Bowdoin has never “denied” that The New York Times ranked us 51st (out of 179 colleges and universities) last year in their list of “Top Colleges Doing the Most for Low-Income Students,” a survey that relies solely on Pell Grant statistics to rank the schools (here’s a link for those who want to read it).

Leaving out the fact—as Malcolm does—that several of the institutions above Bowdoin on the NY Times list are NOT need-blind (and therefore consider family income in their admissions decisions) and that many others require loans in their aid packages, our main point (which is shared by many others and even recognized by the editors at the Times) is that Pell Grant data is only one way (and a limited way at that) to measure a school’s commitment to socioeconomic diversity.

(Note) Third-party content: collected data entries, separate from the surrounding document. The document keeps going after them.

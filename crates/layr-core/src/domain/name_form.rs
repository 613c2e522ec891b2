//! Canonical identifier forms derived from a user-supplied name.
//!
//! Every generator derives its names through [`NameForm::derive`], which is
//! what keeps independently generated files in agreement: the handler of a
//! module refers to `entity.Order` because the model was rendered from the
//! very same `NameForm`.

use std::fmt;

use serde::Serialize;

/// The identifier forms of one raw name.
///
/// | Raw            | `capitalized`   | `lower`         |
/// |----------------|-----------------|-----------------|
/// | `order`        | `Order`         | `order`         |
/// | `defaultModule`| `DefaultModule` | `defaultmodule` |
/// | `HTTPLog`      | `HTTPLog`       | `httplog`       |
#[derive(Debug, Clone, PartialEq, Eq, Hash, Serialize)]
pub struct NameForm {
    raw: String,
    capitalized: String,
    lower: String,
}

impl NameForm {
    /// Derive the name forms of `raw`.
    ///
    /// Pure and total: never fails, reads no external state. An empty input
    /// yields empty forms; generators reject empty names before deriving.
    pub fn derive(raw: impl Into<String>) -> Self {
        let raw = raw.into();
        let capitalized = capitalize_first(&raw);
        let lower = raw.to_lowercase();

        Self {
            raw,
            capitalized,
            lower,
        }
    }

    /// The name exactly as the user typed it.
    pub fn raw(&self) -> &str {
        &self.raw
    }

    /// Type-identifier form (`{{.Name}}`).
    pub fn capitalized(&self) -> &str {
        &self.capitalized
    }

    /// Lowercase form (`{{.LowerName}}`), used for file names and routes.
    pub fn lower(&self) -> &str {
        &self.lower
    }
}

impl fmt::Display for NameForm {
    fn fmt(&self, f: &mut fmt::Formatter<'_>) -> fmt::Result {
        f.write_str(&self.raw)
    }
}

/// Uppercase the first character, leave the rest untouched.
///
/// `to_uppercase` may expand a single char (`ß` -> `SS`), so this goes
/// through `extend` rather than `char::to_ascii_uppercase`.
pub fn capitalize_first(s: &str) -> String {
    let mut chars = s.chars();
    match chars.next() {
        Some(first) => {
            let mut out = String::with_capacity(s.len());
            out.extend(first.to_uppercase());
            out.push_str(chars.as_str());
            out
        }
        None => String::new(),
    }
}

#[cfg(test)]
mod tests {
    use super::*;

    #[test]
    fn derives_capitalized_and_lower() {
        let name = NameForm::derive("order");
        assert_eq!(name.raw(), "order");
        assert_eq!(name.capitalized(), "Order");
        assert_eq!(name.lower(), "order");
    }

    #[test]
    fn keeps_inner_casing_in_capitalized_form() {
        let name = NameForm::derive("defaultModule");
        assert_eq!(name.capitalized(), "DefaultModule");
        assert_eq!(name.lower(), "defaultmodule");
    }

    #[test]
    fn already_capitalized_is_unchanged() {
        let name = NameForm::derive("Order");
        assert_eq!(name.capitalized(), "Order");
        assert_eq!(name.lower(), "order");
    }

    #[test]
    fn derive_is_deterministic() {
        for raw in ["order", "OrderItem", "x", "ünicode", "snake_case"] {
            assert_eq!(NameForm::derive(raw), NameForm::derive(raw));
        }
    }

    #[test]
    fn derive_is_idempotent_on_capitalized_form() {
        let once = NameForm::derive("order");
        let twice = NameForm::derive(once.capitalized());
        assert_eq!(once.capitalized(), twice.capitalized());
        assert_eq!(once.lower(), twice.lower());
    }

    #[test]
    fn empty_input_is_total() {
        let name = NameForm::derive("");
        assert_eq!(name.capitalized(), "");
        assert_eq!(name.lower(), "");
    }

    #[test]
    fn unicode_first_letter() {
        assert_eq!(capitalize_first("éclair"), "Éclair");
    }
}
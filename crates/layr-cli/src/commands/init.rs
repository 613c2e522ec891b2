//! `layr init`: create a default configuration file.

use crate::{
    cli::{GlobalArgs, InitArgs},
    config::AppConfig,
    error::{CliError, CliResult, IntoCli},
    output::OutputManager,
};

/// Write the built-in defaults to the config file (`--config` or the
/// platform location).
pub fn execute(args: InitArgs, global: &GlobalArgs, output: OutputManager) -> CliResult<()> {
    let config_path = AppConfig::resolve_path(global.config.as_deref());

    if config_path.exists() && !args.force {
        output.warning(&format!(
            "Config already exists at {} (use --force to overwrite)",
            config_path.display(),
        ))?;
        return Ok(());
    }

    let toml = toml::to_string_pretty(&AppConfig::default()).map_err(|e| CliError::ConfigError {
        message: format!("Failed to serialise default config: {e}"),
        source: Some(Box::new(e)),
    })?;

    if let Some(parent) = config_path.parent().filter(|p| !p.as_os_str().is_empty()) {
        std::fs::create_dir_all(parent).with_cli_context(|| {
            format!("Failed to create config directory '{}'", parent.display())
        })?;
    }

    std::fs::write(&config_path, &toml)
        .with_cli_context(|| format!("Failed to write config to '{}'", config_path.display()))?;

    output.success(&format!(
        "Configuration created at {}",
        config_path.display(),
    ))?;

    Ok(())
}
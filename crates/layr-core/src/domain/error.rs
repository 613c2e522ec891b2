// ============================================================================
// domain/error.rs - INPUT AND PLAN INVARIANT ERRORS
// ============================================================================

use thiserror::Error;

/// Root domain error type.
///
/// All errors are:
/// - Cloneable (so they can be wrapped with stage context)
/// - Categorizable (for CLI display)
/// - Actionable (provides suggestions)
#[derive(Debug, Error, Clone, PartialEq)]
pub enum DomainError {
    // ========================================================================
    // Invalid input
    // ========================================================================
    #[error("unknown component kind '{kind}' (expected controller, repository or usecase)")]
    UnknownComponentKind { kind: String },

    #[error("unknown database kind '{kind}' (expected postgres or mysql)")]
    UnknownDatabaseKind { kind: String },

    #[error("invalid name '{name}': {reason}")]
    InvalidName { name: String, reason: &'static str },

    // ========================================================================
    // Plan invariants
    // ========================================================================
    #[error("duplicate path in generation plan: {path}")]
    DuplicatePath { path: String },

    #[error("absolute paths not allowed: {path}")]
    AbsolutePathNotAllowed { path: String },

    #[error("generation plan is empty")]
    EmptyPlan,
}

impl DomainError {
    /// Get user-actionable suggestions for fixing this error.
    pub fn suggestions(&self) -> Vec<String> {
        match self {
            Self::UnknownComponentKind { kind } => vec![
                format!("'{kind}' is not a component kind"),
                "Supported kinds:".into(),
                "  • controller - HTTP delivery handler".into(),
                "  • repository - persistence access".into(),
                "  • usecase    - business logic".into(),
                "Example: layr generate controller order".into(),
            ],
            Self::UnknownDatabaseKind { kind } => vec![
                format!("'{kind}' is not a supported database"),
                "Supported databases: postgres, mysql".into(),
            ],
            Self::InvalidName { name, .. } => vec![
                format!("'{name}' cannot be used as a name"),
                "Use letters, digits and underscores".into(),
                "Examples: order, orderItem, product".into(),
            ],
            Self::DuplicatePath { .. } | Self::AbsolutePathNotAllowed { .. } | Self::EmptyPlan => {
                vec!["This is a bug in a built-in template, please report it".into()]
            }
        }
    }

    /// Error category for CLI display styling.
    pub fn category(&self) -> ErrorCategory {
        match self {
            Self::UnknownComponentKind { .. }
            | Self::UnknownDatabaseKind { .. }
            | Self::InvalidName { .. } => ErrorCategory::Validation,
            _ => ErrorCategory::Internal,
        }
    }
}

#[derive(Debug, Clone, Copy, PartialEq, Eq)]
pub enum ErrorCategory {
    Validation,
    Internal,
}
//! Whole project (`layr new <name> [database]`).

use std::path::Path;

use tracing::{debug, instrument};

use crate::{
    application::services::{ModuleGenerator, TemplateEngine},
    domain::{
        ArtifactPlan, DatabaseKind, DomainValidator, NameForm, ProjectFile, RelativePath,
        RenderContext, TemplateKey,
        capabilities::{DEFAULT_MODULE_NAME, PROJECT_DIRECTORIES},
    },
    error::LayrResult,
};

/// Root-level and `pkg/` files of a new project, in write order.
fn project_files(database: DatabaseKind) -> [(&'static str, ProjectFile); 10] {
    [
        ("go.mod", ProjectFile::GoMod(database)),
        ("cmd/main.go", ProjectFile::Main),
        ("pkg/database/db.go", ProjectFile::Database(database)),
        ("pkg/middleware/logging.go", ProjectFile::Middleware),
        (".env", ProjectFile::Env(database)),
        (".env.example", ProjectFile::Env(database)),
        ("Makefile", ProjectFile::Makefile),
        (".gitignore", ProjectFile::Gitignore),
        ("README.md", ProjectFile::Readme),
        ("Dockerfile", ProjectFile::Dockerfile),
    ]
}

/// Plans the skeleton of a project plus its default module.
pub struct ProjectGenerator<'a> {
    engine: TemplateEngine<'a>,
}

impl<'a> ProjectGenerator<'a> {
    pub fn new(engine: TemplateEngine<'a>) -> Self {
        Self { engine }
    }

    /// Plan the project rooted at `root`.
    ///
    /// The project name doubles as the module import path, so the default
    /// module's imports resolve inside the generated `go.mod`.
    #[instrument(skip_all, fields(name = name, database = %database))]
    pub fn plan(
        &self,
        name: &str,
        database: DatabaseKind,
        root: &Path,
    ) -> LayrResult<ArtifactPlan> {
        DomainValidator::validate_name(name)?;

        let context = RenderContext::new(NameForm::derive(name)).with_import_path(name);
        let mut plan = ArtifactPlan::new(root);

        for dir in PROJECT_DIRECTORIES {
            plan.add_directory(RelativePath::new(dir));
        }

        for (path, file) in project_files(database) {
            let path = RelativePath::new(path);
            let content = self
                .engine
                .render(TemplateKey::Project(file), &context, &path)?;
            plan.add_file(path, content);
        }

        let module = ModuleGenerator::new(self.engine).plan(DEFAULT_MODULE_NAME, name, root)?;
        plan.extend(module);

        debug!(entries = plan.entry_count(), "project planned");
        Ok(plan)
    }
}
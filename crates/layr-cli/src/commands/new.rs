//! Implementation of the `layr new` command.

use tracing::{info, instrument};

use layr_core::domain::{DatabaseKind, GenerationRequest, capabilities::DEFAULT_MODULE_NAME};

use crate::{
    cli::NewArgs,
    commands::run_request,
    config::AppConfig,
    error::CliResult,
    output::OutputManager,
};

/// Execute the `layr new` command.
///
/// The database comes from the argument, else `defaults.database` from the
/// config. An unrecognised value falls back to Postgres with a visible
/// warning instead of failing.
#[instrument(skip_all, fields(project = %args.name))]
pub fn execute(args: NewArgs, config: AppConfig, output: OutputManager) -> CliResult<()> {
    let raw = args.database.unwrap_or(config.defaults.database);
    let (database, recognised) = DatabaseKind::resolve_or_default(&raw);
    if !recognised {
        output.warning(&format!(
            "Unknown database '{raw}', falling back to {database}"
        ))?;
    }

    let request = GenerationRequest::project(args.name.as_str(), database, ".");
    let project_path = request.root();

    if args.dry_run {
        run_request(&request, true, &output)?;
        return Ok(());
    }

    output.header(&format!("Creating '{}' ({database})...", args.name))?;
    run_request(&request, false, &output)?;
    info!(path = %project_path.display(), %database, "project created");

    output.success(&format!("Project skeleton created at {}", project_path.display()))?;
    output.success(&format!("Default module '{DEFAULT_MODULE_NAME}' generated"))?;

    output.print("")?;
    output.print("Next steps:")?;
    output.print(&format!("  cd {}", args.name))?;
    output.print("  go mod tidy")?;
    output.print("  make run")?;

    Ok(())
}
//! `{{.Key}}` placeholder renderer.
//!
//! Grammar: literal text interleaved with `{{ .Key }}` placeholders, where
//! whitespace inside the braces is optional and `Key` is an identifier.
//! A `}}` outside a placeholder is literal text. Before parsing, every
//! import-path marker is replaced by the context's import path.

use layr_core::{
    application::{TemplateError, ports::TemplateRenderer},
    domain::{IMPORT_PATH_MARKER, RenderContext, TemplateKey, TemplateSpec},
    error::LayrResult,
};
use tracing::instrument;

const OPEN: &str = "{{";
const CLOSE: &str = "}}";

/// One parsed piece of a template body.
#[derive(Debug, Clone, PartialEq, Eq)]
enum Segment<'a> {
    Text(&'a str),
    Placeholder(&'a str),
}

/// Renders template bodies by placeholder substitution.
#[derive(Debug, Clone, Copy, Default)]
pub struct PlaceholderRenderer;

impl PlaceholderRenderer {
    /// Create a new placeholder renderer.
    pub fn new() -> Self {
        Self
    }
}

impl TemplateRenderer for PlaceholderRenderer {
    #[instrument(skip_all, fields(template = %template.key()))]
    fn render(&self, template: &TemplateSpec, context: &RenderContext) -> LayrResult<String> {
        let key = template.key();
        let body = substitute_import_path(key, template.body(), context)?;
        let segments = parse(key, &body)?;
        Ok(execute(key, &segments, context)?)
    }
}

fn substitute_import_path(
    key: TemplateKey,
    body: &str,
    context: &RenderContext,
) -> Result<String, TemplateError> {
    if !body.contains(IMPORT_PATH_MARKER) {
        return Ok(body.to_owned());
    }
    match context.import_path() {
        Some(path) => Ok(body.replace(IMPORT_PATH_MARKER, path)),
        None => Err(TemplateError::execute(
            key,
            "template needs an import path but none was supplied",
        )),
    }
}

fn parse(key: TemplateKey, body: &str) -> Result<Vec<Segment<'_>>, TemplateError> {
    let mut segments = Vec::new();
    let mut rest = body;
    let mut offset = 0;

    while let Some(start) = rest.find(OPEN) {
        if start > 0 {
            segments.push(Segment::Text(&rest[..start]));
        }

        let after_open = &rest[start + OPEN.len()..];
        let Some(end) = after_open.find(CLOSE) else {
            return Err(TemplateError::parse(
                key,
                format!("unclosed '{OPEN}' at byte {}", offset + start),
            ));
        };

        let inner = after_open[..end].trim();
        let Some(name) = inner.strip_prefix('.') else {
            return Err(TemplateError::parse(
                key,
                format!("expected '.Key' in placeholder, found '{inner}'"),
            ));
        };
        if !is_identifier(name) {
            return Err(TemplateError::parse(
                key,
                format!("invalid placeholder key '{name}'"),
            ));
        }
        segments.push(Segment::Placeholder(name));

        let consumed = start + OPEN.len() + end + CLOSE.len();
        offset += consumed;
        rest = &rest[consumed..];
    }

    if !rest.is_empty() {
        segments.push(Segment::Text(rest));
    }
    Ok(segments)
}

fn execute(
    key: TemplateKey,
    segments: &[Segment<'_>],
    context: &RenderContext,
) -> Result<String, TemplateError> {
    let mut out = String::new();
    for segment in segments {
        match segment {
            Segment::Text(text) => out.push_str(text),
            Segment::Placeholder(name) => match context.get(name) {
                Some(value) => out.push_str(value),
                None => {
                    return Err(TemplateError::execute(
                        key,
                        format!("unknown key '{name}'"),
                    ));
                }
            },
        }
    }
    Ok(out)
}

fn is_identifier(s: &str) -> bool {
    let mut chars = s.chars();
    match chars.next() {
        Some(c) if c.is_alphabetic() || c == '_' => {
            chars.all(|c| c.is_alphanumeric() || c == '_')
        }
        _ => false,
    }
}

Make no mistake, the Pell program is a very valuable and important program for those who qualify (typically, families making less than $70,000 a year). But what about families that don’t qualify? What about students whose parents—school teachers, fire fighters, office workers, among many others—make more than $70,000 a year but cannot afford a college like Bowdoin? What about so-called middle-income families that have more than one child to put through college?

Rather than building a student population that reflects the “barbell” approach described in Malcolm’s podcast—a school where wealthy families subsidize low-income families, with few (or no) students in between—Bowdoin enrolls and supports with need-based financial aid a socioeconomically diverse student body that includes both low- AND middle-income students.

As we’ve said, Bowdoin’s commitment to meeting the full financial need for all admitted students is longstanding, unwavering, and unassailable. It is also expanding with an eye toward allowing our graduates to enter any field of endeavor without the burden of excessive debt. 

How do we do this?

We do it in a way that is well-established and sustainable. We do it by restricting nearly one-half of our endowment to need-based financial aid and by working to build our endowment through smart investments and prudent spending.

We also do it with the generous support of alumni who contribute to their college with one of the highest rates of participation in the country and who understand from their Bowdoin education the importance of serving the common good and giving back. We are proud of our alumni and grateful for their support.

All of this information—and more—would have been provided to Malcolm Gladwell by Bowdoin had he bothered to ask. But he didn’t. And now he responds with snarky tweets and disingenuous and simplistic comments. What a shame.